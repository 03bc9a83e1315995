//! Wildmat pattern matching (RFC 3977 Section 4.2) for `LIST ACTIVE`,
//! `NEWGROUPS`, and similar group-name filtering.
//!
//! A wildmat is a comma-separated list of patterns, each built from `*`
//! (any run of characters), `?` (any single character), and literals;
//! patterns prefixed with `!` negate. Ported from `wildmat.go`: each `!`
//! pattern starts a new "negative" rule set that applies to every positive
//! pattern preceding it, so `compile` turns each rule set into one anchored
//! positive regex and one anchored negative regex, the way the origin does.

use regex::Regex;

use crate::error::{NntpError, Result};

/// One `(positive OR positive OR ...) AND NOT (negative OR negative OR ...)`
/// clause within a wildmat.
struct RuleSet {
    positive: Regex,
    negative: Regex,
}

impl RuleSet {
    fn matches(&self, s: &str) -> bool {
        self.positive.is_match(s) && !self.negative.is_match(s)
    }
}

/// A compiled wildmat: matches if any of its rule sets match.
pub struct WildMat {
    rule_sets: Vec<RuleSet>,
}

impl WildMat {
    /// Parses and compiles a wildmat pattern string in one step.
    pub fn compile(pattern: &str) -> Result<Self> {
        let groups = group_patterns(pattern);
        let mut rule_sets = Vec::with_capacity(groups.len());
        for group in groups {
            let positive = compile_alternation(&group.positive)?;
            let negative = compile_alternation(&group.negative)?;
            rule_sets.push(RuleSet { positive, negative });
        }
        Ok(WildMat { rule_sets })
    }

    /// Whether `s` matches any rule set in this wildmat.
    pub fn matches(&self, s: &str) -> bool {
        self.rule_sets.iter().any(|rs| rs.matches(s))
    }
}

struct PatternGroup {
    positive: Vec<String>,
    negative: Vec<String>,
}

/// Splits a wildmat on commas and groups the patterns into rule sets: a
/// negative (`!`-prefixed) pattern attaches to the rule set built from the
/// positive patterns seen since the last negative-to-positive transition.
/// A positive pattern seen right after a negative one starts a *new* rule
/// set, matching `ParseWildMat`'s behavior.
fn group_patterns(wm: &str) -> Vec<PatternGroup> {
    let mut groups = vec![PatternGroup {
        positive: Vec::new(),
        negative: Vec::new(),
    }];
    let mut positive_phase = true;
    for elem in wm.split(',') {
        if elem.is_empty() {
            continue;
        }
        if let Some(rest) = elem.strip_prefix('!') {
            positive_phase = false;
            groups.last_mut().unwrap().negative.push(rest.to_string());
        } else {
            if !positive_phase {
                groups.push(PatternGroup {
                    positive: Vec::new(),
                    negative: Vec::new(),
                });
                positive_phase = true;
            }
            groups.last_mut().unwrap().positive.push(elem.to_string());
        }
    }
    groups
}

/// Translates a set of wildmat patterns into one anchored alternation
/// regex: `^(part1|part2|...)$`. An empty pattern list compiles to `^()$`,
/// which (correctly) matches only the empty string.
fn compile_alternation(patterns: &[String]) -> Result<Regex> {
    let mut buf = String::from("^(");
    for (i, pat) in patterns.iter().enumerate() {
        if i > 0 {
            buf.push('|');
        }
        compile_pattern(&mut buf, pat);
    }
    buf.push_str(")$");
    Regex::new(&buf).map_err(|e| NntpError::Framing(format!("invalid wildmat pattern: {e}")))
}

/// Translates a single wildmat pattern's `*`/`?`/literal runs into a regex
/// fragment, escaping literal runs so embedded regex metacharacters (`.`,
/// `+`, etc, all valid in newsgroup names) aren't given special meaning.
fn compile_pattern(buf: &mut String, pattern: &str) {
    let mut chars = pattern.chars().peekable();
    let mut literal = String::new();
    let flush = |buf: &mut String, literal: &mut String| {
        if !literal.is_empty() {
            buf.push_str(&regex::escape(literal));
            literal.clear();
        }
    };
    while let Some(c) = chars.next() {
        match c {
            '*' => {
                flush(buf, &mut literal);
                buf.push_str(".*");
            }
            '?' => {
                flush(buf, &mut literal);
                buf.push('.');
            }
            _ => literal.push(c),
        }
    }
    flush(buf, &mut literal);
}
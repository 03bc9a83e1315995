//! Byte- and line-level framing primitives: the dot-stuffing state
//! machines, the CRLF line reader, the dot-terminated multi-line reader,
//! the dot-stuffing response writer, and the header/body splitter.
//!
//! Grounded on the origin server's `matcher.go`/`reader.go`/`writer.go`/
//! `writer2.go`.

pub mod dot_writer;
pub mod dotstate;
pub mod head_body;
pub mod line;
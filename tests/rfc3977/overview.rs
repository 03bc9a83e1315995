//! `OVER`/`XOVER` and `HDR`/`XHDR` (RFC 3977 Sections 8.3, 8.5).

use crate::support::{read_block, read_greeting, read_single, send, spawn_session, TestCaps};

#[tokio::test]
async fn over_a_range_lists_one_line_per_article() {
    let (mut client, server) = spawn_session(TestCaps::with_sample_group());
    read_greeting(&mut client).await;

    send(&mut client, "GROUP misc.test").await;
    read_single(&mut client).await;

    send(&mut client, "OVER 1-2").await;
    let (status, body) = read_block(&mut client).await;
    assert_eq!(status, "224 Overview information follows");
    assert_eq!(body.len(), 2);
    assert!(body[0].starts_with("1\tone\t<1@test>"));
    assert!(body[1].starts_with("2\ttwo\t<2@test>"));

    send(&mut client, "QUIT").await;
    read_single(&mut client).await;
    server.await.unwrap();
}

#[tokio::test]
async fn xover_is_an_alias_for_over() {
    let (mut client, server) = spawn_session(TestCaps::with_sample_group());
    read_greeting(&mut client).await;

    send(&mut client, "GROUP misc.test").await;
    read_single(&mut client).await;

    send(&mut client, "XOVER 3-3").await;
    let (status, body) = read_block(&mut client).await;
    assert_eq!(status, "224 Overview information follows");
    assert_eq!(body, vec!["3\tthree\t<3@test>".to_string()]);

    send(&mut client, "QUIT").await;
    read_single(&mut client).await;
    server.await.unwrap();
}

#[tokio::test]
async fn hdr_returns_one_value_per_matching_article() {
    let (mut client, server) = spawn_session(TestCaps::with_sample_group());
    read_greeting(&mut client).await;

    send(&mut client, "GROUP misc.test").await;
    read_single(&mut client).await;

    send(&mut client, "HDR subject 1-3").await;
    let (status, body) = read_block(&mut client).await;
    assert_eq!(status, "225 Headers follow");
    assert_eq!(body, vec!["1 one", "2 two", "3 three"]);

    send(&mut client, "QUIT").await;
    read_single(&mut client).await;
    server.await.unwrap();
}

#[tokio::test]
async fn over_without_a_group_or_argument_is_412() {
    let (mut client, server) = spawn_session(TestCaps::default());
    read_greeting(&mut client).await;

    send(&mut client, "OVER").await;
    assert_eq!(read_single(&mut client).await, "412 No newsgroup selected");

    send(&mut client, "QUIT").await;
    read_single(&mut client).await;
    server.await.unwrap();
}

········

• **What this task involves**:
All of the data shown above should be printed exactly as given.

• **Output**:
repository 03bc9a83e1315995
//! Wildmat pattern matching (RFC 3977 Section 4.2) for `LIST ACTIVE`,
//! `NEWGROUPS`, and similar group-name filtering.
//!
//! A wildmat is a comma-separated list of patterns, each built from `*`
//! (any run of characters), `?` (any single character), and literals;
//! patterns prefixed with `!` negate. Ported from `wildmat.go`: each `!`
//! pattern starts a new "negative" rule set that applies to every positive
//! pattern preceding it, so `compile` turns each rule set into one anchored
//! positive regex and one anchored negative regex, the way the origin does.

use regex::Regex;

use crate::error::{NntpError, Result};

/// One `(positive OR positive OR ...) AND NOT (negative OR negative OR ...)`
/// clause within a wildmat.
struct RuleSet {
    positive: Regex,
    negative: Regex,
}

impl RuleSet {
    fn matches(&self, s: &str) -> bool {
        self.positive.is_match(s) && !self.negative.is_match(s)
    }
}

/// A compiled wildmat: matches if any of its rule sets match.
pub struct WildMat {
    rule_sets: Vec<RuleSet>,
}

impl WildMat {
    /// Parses and compiles a wildmat pattern string in one step.
    pub fn compile(pattern: &str) -> Result<Self> {
        let groups = group_patterns(pattern);
        let mut rule_sets = Vec::with_capacity(groups.len());
        for group in groups {
            let positive = compile_alternation(&group.positive)?;
            let negative = compile_alternation(&group.negative)?;
            rule_sets.push(RuleSet { positive, negative });
        }
        Ok(WildMat { rule_sets })
    }

    /// Whether `s` matches any rule set in this wildmat.
    pub fn matches(&self, s: &str) -> bool {
        self.rule_sets.iter().any(|rs| rs.matches(s))
    }
}

struct PatternGroup {
    positive: Vec<String>,
    negative: Vec<String>,
}

/// Splits a wildmat on commas and groups the patterns into rule sets: a
/// negative (`!`-prefixed) pattern attaches to the rule set built from the
/// positive patterns seen since the last negative-to-positive transition.
/// A positive pattern seen right after a negative one starts a *new* rule
/// set, matching `ParseWildMat`'s behavior.
fn group_patterns(wm: &str) -> Vec<PatternGroup> {
    let mut groups = vec![PatternGroup {
        positive: Vec::new(),
        negative: Vec::new(),
    }];
    let mut positive_phase = true;
    for elem in wm.split(',') {
        if elem.is_empty() {
            continue;
        }
        if let Some(rest) = elem.strip_prefix('!') {
            positive_phase = false;
            groups.last_mut().unwrap().negative.push(rest.to_string());
        } else {
            if !positive_phase {
                groups.push(PatternGroup {
                    positive: Vec::new(),
                    negative: Vec::new(),
                });
                positive_phase = true;
            }
            groups.last_mut().unwrap().positive.push(elem.to_string());
        }
    }
    groups
}

/// Translates a set of wildmat patterns into one anchored alternation
/// regex: `^(part1|part2|...)$`. An empty pattern list compiles to `^()$`,
/// which (correctly) matches only the empty string.
fn compile_alternation(patterns: &[String]) -> Result<Regex> {
    let mut buf = String::from("^(");
    for (i, pat) in patterns.iter().enumerate() {
        if i > 0 {
            buf.push('|');
        }
        compile_pattern(&mut buf, pat);
    }
    buf.push_str(")$");
    Regex::new(&buf).map_err(|e| NntpError::Framing(format!("invalid wildmat pattern: {e}")))
}

/// Translates a single wildmat pattern's `*`/`?`/literal runs into a regex
/// fragment, escaping literal runs so embedded regex metacharacters (`.`,
/// `+`, etc, all valid in newsgroup names) aren't given special meaning.
fn compile_pattern(buf: &mut String, pattern: &str) {
    let mut chars = pattern.chars().peekable();
    let mut literal = String::new();
    let flush = |buf: &mut String, literal: &mut String| {
        if !literal.is_empty() {
            buf.push_str(&regex::escape(literal));
            literal.clear();
        }
    };
    while let Some(c) = chars.next() {
        match c {
            '*' => {
                flush(buf, &mut literal);
                buf.push_str(".*");
            }
            '?' => {
                flush(buf, &mut literal);
                buf.push('.');
            }
            _ => literal.push(c),
        }
    }
    flush(buf, &mut literal);
}
repository 03bc9a83e1315995
//! Byte- and line-level framing primitives: the dot-stuffing state
//! machines, the CRLF line reader, the dot-terminated multi-line reader,
//! the dot-stuffing response writer, and the header/body splitter.
//!
//! Grounded on the origin server's `matcher.go`/`reader.go`/`writer.go`/
//! `writer2.go`.

pub mod dot_writer;
pub mod dotstate;
pub mod head_body;
pub mod line;
filename tests/rfc3977/overview.rs
repository 03bc9a83e1315995
//! `OVER`/`XOVER` and `HDR`/`XHDR` (RFC 3977 Sections 8.3, 8.5).

use crate::support::{read_block, read_greeting, read_single, send, spawn_session, TestCaps};

#[tokio::test]
async fn over_a_range_lists_one_line_per_article() {
    let (mut client, server) = spawn_session(TestCaps::with_sample_group());
    read_greeting(&mut client).await;

    send(&mut client, "GROUP misc.test").await;
    read_single(&mut client).await;

    send(&mut client, "OVER 1-2").await;
    let (status, body) = read_block(&mut client).await;
    assert_eq!(status, "224 Overview information follows");
    assert_eq!(body.len(), 2);
    assert!(body[0].starts_with("1\tone\t<1@test>"));
    assert!(body[1].starts_with("2\ttwo\t<2@test>"));

    send(&mut client, "QUIT").await;
    read_single(&mut client).await;
    server.await.unwrap();
}

#[tokio::test]
async fn xover_is_an_alias_for_over() {
    let (mut client, server) = spawn_session(TestCaps::with_sample_group());
    read_greeting(&mut client).await;

    send(&mut client, "GROUP misc.test").await;
    read_single(&mut client).await;

    send(&mut client, "XOVER 3-3").await;
    let (status, body) = read_block(&mut client).await;
    assert_eq!(status, "224 Overview information follows");
    assert_eq!(body, vec!["3\tthree\t<3@test>".to_string()]);

    send(&mut client, "QUIT").await;
    read_single(&mut client).await;
    server.await.unwrap();
}

#[tokio::test]
async fn hdr_returns_one_value_per_matching_article() {
    let (mut client, server) = spawn_session(TestCaps::with_sample_group());
    read_greeting(&mut client).await;

    send(&mut client, "GROUP misc.test").await;
    read_single(&mut client).await;

    send(&mut client, "HDR subject 1-3").await;
    let (status, body) = read_block(&mut client).await;
    assert_eq!(status, "225 Headers follow");
    assert_eq!(body, vec!["1 one", "2 two", "3 three"]);

    send(&mut client, "QUIT").await;
    read_single(&mut client).await;
    server.await.unwrap();
}

#[tokio::test]
async fn over_without_a_group_or_argument_is_412() {
    let (mut client, server) = spawn_session(TestCaps::default());
    read_greeting(&mut client).await;

    send(&mut client, "OVER").await;
    assert_eq!(read_single(&mut client).await, "412 No newsgroup selected");

    send(&mut client, "QUIT").await;
    read_single(&mut client).await;
    server.await.unwrap();
}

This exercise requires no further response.